Es war kurz vor 17 Uhr. Langsam müsste die Person doch durch das Gartentor kommen, für die Carol auf der Lauer lag. Sie wollte nur sehen, wie die neue Patientin aussah, die freitags vor ihr auf der Couch lag. Sie muss deutlich jünger sein, dem intensiven Parfüm nach zu schließen; der frische Duft gefiel Carol zwar, die Dosis war aber übertrieben, dadurch stellte sie sich ihre Couchschwester als kleines nuttiges Luder vor, das sich mit ihrem Parfüm aufdringlich zudieselte, um irgendetwas zu überdecken. Carol hatte auch den Eindruck, dass ihr Clooney, wie sie Dr. Hofmann gerne nannte, nach jeder Stunde mit dieser Neuen irgendwie aufgekratzt wirkte. Sie wolle ihm das demnächst einmal um die Ohren hauen. Frei assoziieren sollte sie ja, und sie konnte seine Antwort jetzt schon antizipieren, dass sie offenbar immer noch mit ihrer jüngeren Schwester um die Aufmerksamkeit ihres Vaters rivalisiere. „Ja, Scheiße! Und wenn?“ sagte sie laut und schlug auf das Lenkrad. Auch wenn das stimmte, kann sie die Neue einfach nicht riechen und spähte wieder zum Gartentor.
Die Klimaanlage schnurrte. Es klopfte an der Fahrerscheibe. Carol fuhr sie halb runter. Eine mittelalterliche Frau sagte freundlich, aber streng: „Sie können hier nicht parken, das ist eine Einfahrt. Und würden Sie bitte den Motor ausschalten?“ Carol scannte sie aus ihrem Mini Cooper langsam von unten nach oben ab. „Aber selbstverständlich“, sagte sie scheißfreundlich, fuhr das Fenster wieder hoch und schaute auf die andere Straßenseite. Hoffentlich hatte sie jetzt nicht verpasst, was da aus der Praxis kam. Carol wartete noch einen Moment, fuhr dann weiter vorne eine kleine Parklücke an und gab damit die Einfahrt frei. Die Nachbarin verfolgt sie mit ihren Blicken, während sie weiter verwelkte Rosen aus dem Busch schnitt. Als Carol zum Gartentor der Praxis betont elegant schritt, sagte die Nachbarin zu ihr über die Straße: „Danke, geht doch.“ Carol reagierte nicht.

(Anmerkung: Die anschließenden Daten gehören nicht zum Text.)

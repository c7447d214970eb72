// Dweve Perfsuite - Benchmark Suite Inspection Toolkit
//
// Copyright (c) 2025 Dweve IP B.V. and individual contributors.
//
// SPDX-License-Identifier: Apache-2.0
//
// Licensed under the Apache License, Version 2.0 (the "License");
// you may not use this file except in compliance with the License.
// You may obtain a copy of the License in the LICENSE file at the
// root of this repository or at: http://www.apache.org/licenses/LICENSE-2.0
//
// Unless required by applicable law or agreed to in writing, software
// distributed under the License is distributed on an "AS IS" BASIS,
// WITHOUT WARRANTIES OR CONDITIONS OF ANY KIND, either express or implied.
// See the License for the specific language governing permissions and
// limitations under the License.

//! CLI command implementations

mod compare;
mod completion;
mod convert;
mod dump;
mod hist;
mod metadata;
mod show;
mod slowest;
mod stats;
mod system;

pub use compare::{compare, compare_lines, ignored_lines, CompareDisplay};
pub use completion::{generate_completion_for_command, print_installation_instructions};
pub use convert::{convert, parse_metadata_updates, ConvertOptions};
pub use dump::{dump, DumpOptions};
pub use hist::{hist, hist_lines};
pub use metadata::metadata;
pub use show::{show, show_lines, ShowOptions};
pub use slowest::{slowest, slowest_lines};
pub use stats::{stats, stats_lines};
pub use system::system;

use crate::error::CliError;
use crate::render;
use perfsuite_core::{Diagnostics, SuiteCollection};
use std::io::{self, Write};
use std::path::PathBuf;

/// Load every file in order and narrow the suites to `name` when given.
///
/// Suite files are size checked and decompressed (`.gz`) by the core
/// storage layer; the limit is set with `PERFSUITE_MAX_FILE_SIZE`.
pub fn load_suites(files: &[PathBuf], name: Option<&str>) -> Result<SuiteCollection, CliError> {
    let mut data = SuiteCollection::new();
    data.load_all(files)?;
    if let Some(name) = name {
        data.include_benchmark(name)?;
    }
    tracing::debug!(suites = data.suite_count(), benchmarks = data.count(), "loaded suites");
    Ok(data)
}

/// Print lines on stdout. A closed pipe (`perfsuite show ... | head`) ends
/// the output quietly.
fn print_lines(lines: &[String]) -> Result<(), CliError> {
    write_lines(&mut io::stdout().lock(), lines)
}

fn write_lines(out: &mut impl Write, lines: &[String]) -> Result<(), CliError> {
    let written = lines
        .iter()
        .try_for_each(|line| writeln!(out, "{}", line))
        .and_then(|()| out.flush());
    match written {
        Err(e) if e.kind() == io::ErrorKind::BrokenPipe => {
            tracing::debug!("stdout closed, output truncated");
            Ok(())
        }
        Err(e) => Err(CliError::io_error("<stdout>", e)),
        Ok(()) => Ok(()),
    }
}

/// Print collected warnings and errors on stderr.
fn report_diagnostics(diagnostics: &Diagnostics) {
    for line in render::diagnostic_lines(diagnostics) {
        eprintln!("{}", line);
    }
}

Sie ging durch den Vorgarten und klingelte an der Sprechanlage; es war ihre Zeit. Sie hörte keinen Türsummer, klingelte noch einmal und wartete – vergeblich. Klingelte ein drittes Mal. Plötzlich schoss ihr der Gedanke in den Kopf, dass die Therapiestunde heute abgesagt worden sei und sie das vergessen haben könnte. Sowas traute sie sich zu. Sie hatte schon öfters eine Stunde „verpeilt“, wie ihre Tochter sagen würde. Sie kramte hastig in der großen Handtasche nach ihrem Handy, rief den Kalender auf, fand aber keinen Eintrag. Dann beschloss sie, Dr. Hofmann anzurufen. Es meldete sich der Anrufbeantworter mit seinem üblichen Text; nach dem Piepton sagte sie: „Hier ist Ysenberg. Ich stehe jetzt vor Ihrer Praxistür. (Pause) Wir haben doch heute um 17 Uhr Therapiestunde. Oder habe ich mich geirrt?“ Es passierte nichts. Carol rief ein weiteres Mal an und ergänzte, sie bitte um einen Rückruf. Sie ging daraufhin zwar etwas gesäuert zum Auto zurück, hatte aber ein ungutes Gefühl, weil ihr Dr. Clooney extrem zuverlässig war; er war zwar für ihren Geschmack etwas bieder und von vorgestern, fast wie ein Finanzbeamter, aber sehr verbindlich. Das alles passte nicht zu ihm.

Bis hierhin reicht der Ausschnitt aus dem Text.